First, ROW(1) -> ID 5254578 against  ROW(2) ID -> 99841470.
** ROW(1) would be the best because criteria 1. 
 
Following the order, we have to compare the before best ROW(1) -> ID 5254578 VS ROW(3) ID -> 45866239.
** ROW(1) would be the best because criteria 1.

I tried to group each row of the group in a collect_list but I don't know how to access each element to compare it with the next:

root
 |-- ENTITY: string (nullable = true)
 |-- ENTITY_DOC: string (nullable = true)
 |-- COMBINED_LIST: array (nullable = true)
 |    |-- element: struct (containsNull = false)
 |    |    |-- ID: string (nullable = true)
 |    |    |-- BLOCK: string (nullable = true)
 |    |    |-- TYPE_DOC: string (nullable = true)
 |    |    |-- AUD_TIMESTAM: timestamp (nullable = true)
 
Example of first group:
+------+-------------------------+--------------------------------------------------------------------------------------
|ENTITY|ENTITY_DOC               |COMBINED_LIST                                                                                                                         
+------+-------------------------+--------------------------------------------------------------------------------------
|182     | 000004693R                 | [[5254578,0,01, 2005-07-07 01:03:25.613802], [99841470, 1,02, 2005-07-07 01:03:25.613802], [45866239, 3,01, 2000-01-16 09:07:00]]     |

The output would be a TUPLE with the best ID and the others ID's LIKE:

+----------+-----------------+----------+----------+------------+
|  ENTITY  |      ENTITY_DOC |    ID1   |    ID2   |COD_CRITERIA|
+----------+-----------------+----------+----------+------------+
|       182|000004693R       |   5254578|  99841470|           1|
|       182|000004693R       |   5254578|  45866239|           1|

Can you help me with Spark? Thanks a lot!

Anonymous · ‎02-01-2022

Hello, @tusWorten TW! My name is Piper, and I'm a moderator here for Databricks. Welcome to the community and thank you for bringing your question to us. Let's give the community a chance to respond and then we will come back if we need to.

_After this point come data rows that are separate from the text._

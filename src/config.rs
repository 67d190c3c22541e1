//! Purpose: Resolve library path, symbol, and bind mode for the ABI export and the CLI.
//! Exports: `BridgeConfig`, env var names, `default_library_path`.
//! Role: Single source of defaults so the exported `playAudio` and the CLI agree.
//! Invariants: Precedence is explicit value, then environment, then built-in default.
//! Invariants: Empty environment values count as unset.
use std::ffi::OsString;
use std::path::PathBuf;

use crate::core::error::{Error, ErrorKind};
use crate::core::loader::LoadMode;
use crate::core::request::DEFAULT_SYMBOL;

pub const LIBRARY_ENV: &str = "PLAYBRIDGE_LIBRARY";
pub const SYMBOL_ENV: &str = "PLAYBRIDGE_SYMBOL";
pub const BIND_ENV: &str = "PLAYBRIDGE_BIND";
pub const LOG_ENV: &str = "PLAYBRIDGE_LOG";

/// Base name of the playback library; the platform prefix and suffix are added.
pub const LIBRARY_STEM: &str = "OSPort";

#[derive(Clone, Debug, Eq, PartialEq)]
pub struct BridgeConfig {
    pub library: PathBuf,
    pub symbol: String,
    pub mode: LoadMode,
}

/// Values read from the process environment.
#[derive(Clone, Debug, Default)]
pub struct EnvValues {
    pub library: Option<OsString>,
    pub symbol: Option<String>,
    pub bind: Option<String>,
}

impl EnvValues {
    pub fn from_process() -> Self {
        Self {
            library: std::env::var_os(LIBRARY_ENV),
            symbol: std::env::var(SYMBOL_ENV).ok(),
            bind: std::env::var(BIND_ENV).ok(),
        }
    }
}

impl BridgeConfig {
    pub fn from_env() -> Result<Self, Error> {
        Self::resolve(None, None, None, EnvValues::from_process())
    }

    pub fn resolve(
        library: Option<PathBuf>,
        symbol: Option<String>,
        mode: Option<LoadMode>,
        env: EnvValues,
    ) -> Result<Self, Error> {
        let library = library
            .or_else(|| non_empty_os(env.library).map(PathBuf::from))
            .unwrap_or_else(default_library_path);
        let symbol = symbol
            .or_else(|| non_empty(env.symbol))
            .unwrap_or_else(|| DEFAULT_SYMBOL.to_string());
        let mode = match (mode, non_empty(env.bind)) {
            (Some(mode), _) => mode,
            (None, Some(raw)) => LoadMode::parse(&raw).ok_or_else(|| {
                Error::new(ErrorKind::Usage)
                    .with_message(format!("invalid {BIND_ENV} value: {raw}"))
                    .with_hint("Use `now` or `lazy`.")
            })?,
            (None, None) => LoadMode::default(),
        };
        if symbol.is_empty() {
            return Err(Error::new(ErrorKind::Usage).with_message("symbol name is empty"));
        }
        Ok(Self {
            library,
            symbol,
            mode,
        })
    }
}

/// `~/.playbridge/lib/<libOSPort.so | libOSPort.dylib | OSPort.dll>`.
pub fn default_library_path() -> PathBuf {
    let home = std::env::var_os("HOME").unwrap_or_default();
    PathBuf::from(home)
        .join(".playbridge")
        .join("lib")
        .join(libloading::library_filename(LIBRARY_STEM))
}

fn non_empty(value: Option<String>) -> Option<String> {
    value.filter(|value| !value.trim().is_empty())
}

fn non_empty_os(value: Option<OsString>) -> Option<OsString> {
    value.filter(|value| !value.is_empty())
}

#[cfg(test)]
mod tests {
    use super::{BridgeConfig, EnvValues, default_library_path};
    use crate::core::error::ErrorKind;
    use crate::core::loader::LoadMode;
    use std::path::PathBuf;

    #[test]
    fn defaults_apply_without_flags_or_env() {
        let config = BridgeConfig::resolve(None, None, None, EnvValues::default()).expect("config");
        assert_eq!(config.library, default_library_path());
        assert_eq!(config.symbol, "av_playAudio");
        assert_eq!(config.mode, LoadMode::Now);
    }

    #[test]
    fn default_library_uses_platform_file_name() {
        let path = default_library_path();
        let name = path.file_name().and_then(|name| name.to_str()).expect("name");
        assert!(name.contains("OSPort"));
        assert!(path.parent().expect("parent").ends_with(".playbridge/lib"));
    }

    #[test]
    fn env_overrides_defaults() {
        let env = EnvValues {
            library: Some("/opt/audio/libOSPort.so".into()),
            symbol: Some("av_playAudioV2".to_string()),
            bind: Some("lazy".to_string()),
        };
        let config = BridgeConfig::resolve(None, None, None, env).expect("config");
        assert_eq!(config.library, PathBuf::from("/opt/audio/libOSPort.so"));
        assert_eq!(config.symbol, "av_playAudioV2");
        assert_eq!(config.mode, LoadMode::Lazy);
    }

    #[test]
    fn explicit_values_override_env() {
        let env = EnvValues {
            library: Some("/opt/audio/libOSPort.so".into()),
            symbol: Some("av_playAudioV2".to_string()),
            bind: Some("not-a-mode".to_string()),
        };
        let config = BridgeConfig::resolve(
            Some(PathBuf::from("/tmp/libfixture.so")),
            Some("av_playAudio".to_string()),
            Some(LoadMode::Now),
            env,
        )
        .expect("config");
        assert_eq!(config.library, PathBuf::from("/tmp/libfixture.so"));
        assert_eq!(config.symbol, "av_playAudio");
        assert_eq!(config.mode, LoadMode::Now);
    }

    #[test]
    fn empty_env_values_are_ignored() {
        let env = EnvValues {
            library: Some("".into()),
            symbol: Some("  ".to_string()),
            bind: Some(String::new()),
        };
        let config = BridgeConfig::resolve(None, None, None, env).expect("config");
        assert_eq!(config.library, default_library_path());
        assert_eq!(config.symbol, "av_playAudio");
    }

    #[test]
    fn invalid_bind_env_is_usage_error() {
        let env = EnvValues {
            bind: Some("eager".to_string()),
            ..EnvValues::default()
        };
        let err = BridgeConfig::resolve(None, None, None, env).expect_err("bind");
        assert_eq!(err.kind(), ErrorKind::Usage);
        assert!(err.hint().is_some());
    }

    #[test]
    fn empty_explicit_symbol_is_rejected() {
        let err = BridgeConfig::resolve(None, Some(String::new()), None, EnvValues::default())
            .expect_err("symbol");
        assert_eq!(err.kind(), ErrorKind::Usage);
    }
}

Hubert-Dudek · ‎02-01-2022

In my opinion you took good direction as grouping collect_list (generally array or map) is way to go.

You need to write function to compare that elements and register as user defined function. You can even use multiple columns with arrays and pass them to function and return what you need. Function can handle any logic just with if and else.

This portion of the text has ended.